İran Devrimi sonrasında Türk nüfusun Türk dünyası ile özellikle Türkiye ile olan ilişki süreci çok dikkatle takip edilmiştir. Türkiye'de eğitim gören öğrencilere ihtiyat içinde bir yaklaşım ile bakıldığı bilinir. İran Türk Dünyasının Rus hegemonyasında olmasını bir avantaj ve fırsat olarak algılamıştır. Rus hegemonyasında oldukça kendisi için bir tehdit olarak görmediği Türk Dünyası Rusya'nın yıkılışının ardından İran için bir tehdit olarak yakın takibe alınmıştır. Özellikle Azerbaycan'da Elçibey önderliğinde yükselen ses İran'ı oldukça rahatsız etmiş ve kısa bir zaman içinde bölgede başlayan Azerbaycan, Ermenistan savaşında taktik konum almıştır. Bazı askeri ve İstihbari unsurlar Azerbaycan yanında vaziyet alırken bir taraftan da Ermenistan'a destek verilerek Karabağ'ın işgali sağlanmış ve Nahcivan ile Azerbaycan kopartılmıştır. Bu duruma İran açısından bakılırsa tarihi nitelikteki Zengezur hattı kapatılarak Türkiye, Azerbaycan ve Türk Dünyası kopartılmış ve Aras sınırı ile Güney Azerbaycan adeta yalnızlaştırılmıştır. Bu tutum geleneksel İran siyaseti ile oldukça uyumlu bir durumdur. Rusya, ABD ve İran bu sonuçtan memnun olduğu için bu konu İkinci Karabağ Savaşına kadar kanayan bir yara olarak öylece durmuştur.
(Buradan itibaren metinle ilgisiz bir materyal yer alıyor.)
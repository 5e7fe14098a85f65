//! Benchmarks for the numeric routines using Criterion.
//!
//! Benchmarks cover:
//! - Leibniz series length (1K to 10M terms)
//! - Matrix products (square sizes 8 to 128, plus tall-by-wide shapes)
//! - Factorials (exact and checked)
//! - Big sums (native and decimal text operands)
//!
//! Run with: `cargo bench`

use criterion::{BenchmarkId, Criterion, Throughput, criterion_group, criterion_main};
use digits_calculator::prelude::*;
use digits_calculator_benchmarks::{random_decimal, random_matrix};
use std::hint::black_box;

// ============================================================================
// Pi Benchmarks
// ============================================================================

fn bench_pi(c: &mut Criterion) {
    let mut group = c.benchmark_group("calculate_pi");
    group.sample_size(20);

    for iterations in [1_000u32, 100_000, 1_000_000, 10_000_000] {
        group.throughput(Throughput::Elements(u64::from(iterations)));
        group.bench_with_input(
            BenchmarkId::new("leibniz", iterations),
            &iterations,
            |b, &n| b.iter(|| calculate_pi(black_box(n))),
        );
    }
    group.finish();
}

// ============================================================================
// Matrix Benchmarks
// ============================================================================

fn bench_matrix_square(c: &mut Criterion) {
    let mut group = c.benchmark_group("matrix_square");
    group.sample_size(50);

    for n in [8, 32, 64, 128] {
        let a = random_matrix(n, n, 42);
        let b = random_matrix(n, n, 43);
        group.throughput(Throughput::Elements((n * n * n) as u64));

        group.bench_with_input(BenchmarkId::new("multiply", n), &n, |bench, _| {
            bench.iter(|| matrix_multiply(black_box(&a), black_box(&b)).unwrap())
        });
    }
    group.finish();
}

fn bench_matrix_shapes(c: &mut Criterion) {
    let mut group = c.benchmark_group("matrix_shapes");
    group.sample_size(50);

    let shapes = [
        ("tall_by_wide", (256, 4), (4, 256)),
        ("wide_by_tall", (4, 256), (256, 4)),
        ("row_by_column", (1, 4096), (4096, 1)),
    ];

    for (name, (r1, c1), (r2, c2)) in shapes {
        let a = random_matrix(r1, c1, 7);
        let b = random_matrix(r2, c2, 8);

        group.bench_function(name, |bench| {
            bench.iter(|| matrix_multiply(black_box(&a), black_box(&b)).unwrap())
        });
    }
    group.finish();
}

fn bench_matrix_validation(c: &mut Criterion) {
    let mut group = c.benchmark_group("matrix_validation");

    // Ragged in the last row: validation scans every row before failing.
    let a = random_matrix(1024, 16, 1);
    let mut b = random_matrix(16, 16, 2);
    b[15].pop();

    group.bench_function("ragged_last_row", |bench| {
        bench.iter(|| matrix_multiply(black_box(&a), black_box(&b)).unwrap_err())
    });
    group.finish();
}

// ============================================================================
// Factorial Benchmarks
// ============================================================================

fn bench_factorial(c: &mut Criterion) {
    let mut group = c.benchmark_group("factorial");

    for n in [20i64, 100, 1_000, 5_000] {
        group.bench_with_input(BenchmarkId::new("exact", n), &n, |b, &n| {
            b.iter(|| factorial(black_box(n)).unwrap())
        });
    }

    group.bench_function("checked_20", |b| {
        b.iter(|| checked_factorial(black_box(20)).unwrap())
    });
    group.finish();
}

// ============================================================================
// Big Sum Benchmarks
// ============================================================================

fn bench_sums(c: &mut Criterion) {
    let mut group = c.benchmark_group("sums");

    group.bench_function("native_u128", |b| {
        b.iter(|| sum_as_string(black_box(u128::MAX), black_box(u128::MAX)))
    });

    for digits in [64, 1_024, 16_384] {
        let x = random_decimal(digits, 11);
        let y = random_decimal(digits, 12);
        group.throughput(Throughput::Bytes(digits as u64));

        group.bench_with_input(BenchmarkId::new("decimal_text", digits), &digits, |b, _| {
            b.iter(|| sum_decimal_strings(black_box(&x), black_box(&y)).unwrap())
        });
    }
    group.finish();
}

criterion_group!(
    benches,
    bench_pi,
    bench_matrix_square,
    bench_matrix_shapes,
    bench_matrix_validation,
    bench_factorial,
    bench_sums,
);

criterion_main!(benches);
Karabağ'ın Kaybı ve Azerbaycan Türk Milli Kimliğinin Oluşumu

Kaybedilen ilk savaşın ardından Azerbaycan'da büyük bir kitlesel göç ortaya çıkmıştır. Bu savaşın yarattığı travma ve toprak kaybı Azerbaycan halkında milli kimlik anlayışının bir yükselme mottosuna dönüşmüştür. Şer gibi görünen durum bir hayra dönüşmüş ve her Azerbaycan Türkü'nün gönlünde Karabağ özlemi pekişmiştir. Bir Azerbaycan askerinin ilk savaşta anlattığı hatıra manidardır. ' Biz Ermeni ilen savaşırken bize hücum ettiklerinde Türklere ölüm diye haykırıyorlardı. Biz o gün Azeri değil Türk olduğumuzu anladık.' Bu sebeple Karabağ'ın işgali ve kurtarma motivasyonu Azerbaycan Türkleri için milli kimliğin olgunlaşma fırsatı olmuştur. Bu dönemde iktisadi imkanlar yanında, askeri kapasitenin artırılması konusunda ciddi çalışmalar yapılmıştır. SSCB askeri modelini terk eden Azerbaycan ordusu TSK'dan aldığı destek ile dönüşümünü tamamlamıştır. Askeri bilgi ve kültür, nitelikli bir teşkilat modeli yanında teknoloji ile desteklenmiştir. Hazır hale gelen Azerbaycan ordusu ikinci defa yapılan Ermeni saldırısına karşı askerlik tarihinin görmediği bir hücum ve operasyon hakimiyeti ile büyük bir zafer elde etmiştir. Operasyon gücü yanında, mukavemet becerisi ve taktik gücü itibariyle tam bir TSK modeli haline gelmiş olan ordu tüm dünya' ya adeta parmak ısırtmıştır. Türkiye tarafından verilen İHA ve SİHA gücü ile Azerbaycan ordusu, Batı destekli Ermenistan ordusunu çok kısa bir zamanda yenmiş ve ağır kayıp verdirmiştir. Kısa zaman içinde Azerbaycan ordusunun Erivan'a kadar gideceğini gören Rusya, Batı ile fazla iç içe geçen Erivan Hükümetine verilen bu cezayı yeterli görecek ki, sürece müdahil olmuş ve Karabağ'ın bir kısmı kalmak üzere savaşı noktalamıştır. Barış ve görüşme süreçleri neticesinde Karabağ'ın bir kısmı ve özellikle Şuşa şehri başta olmak üzere zaferin kazanıldığı teyit edilmiştir.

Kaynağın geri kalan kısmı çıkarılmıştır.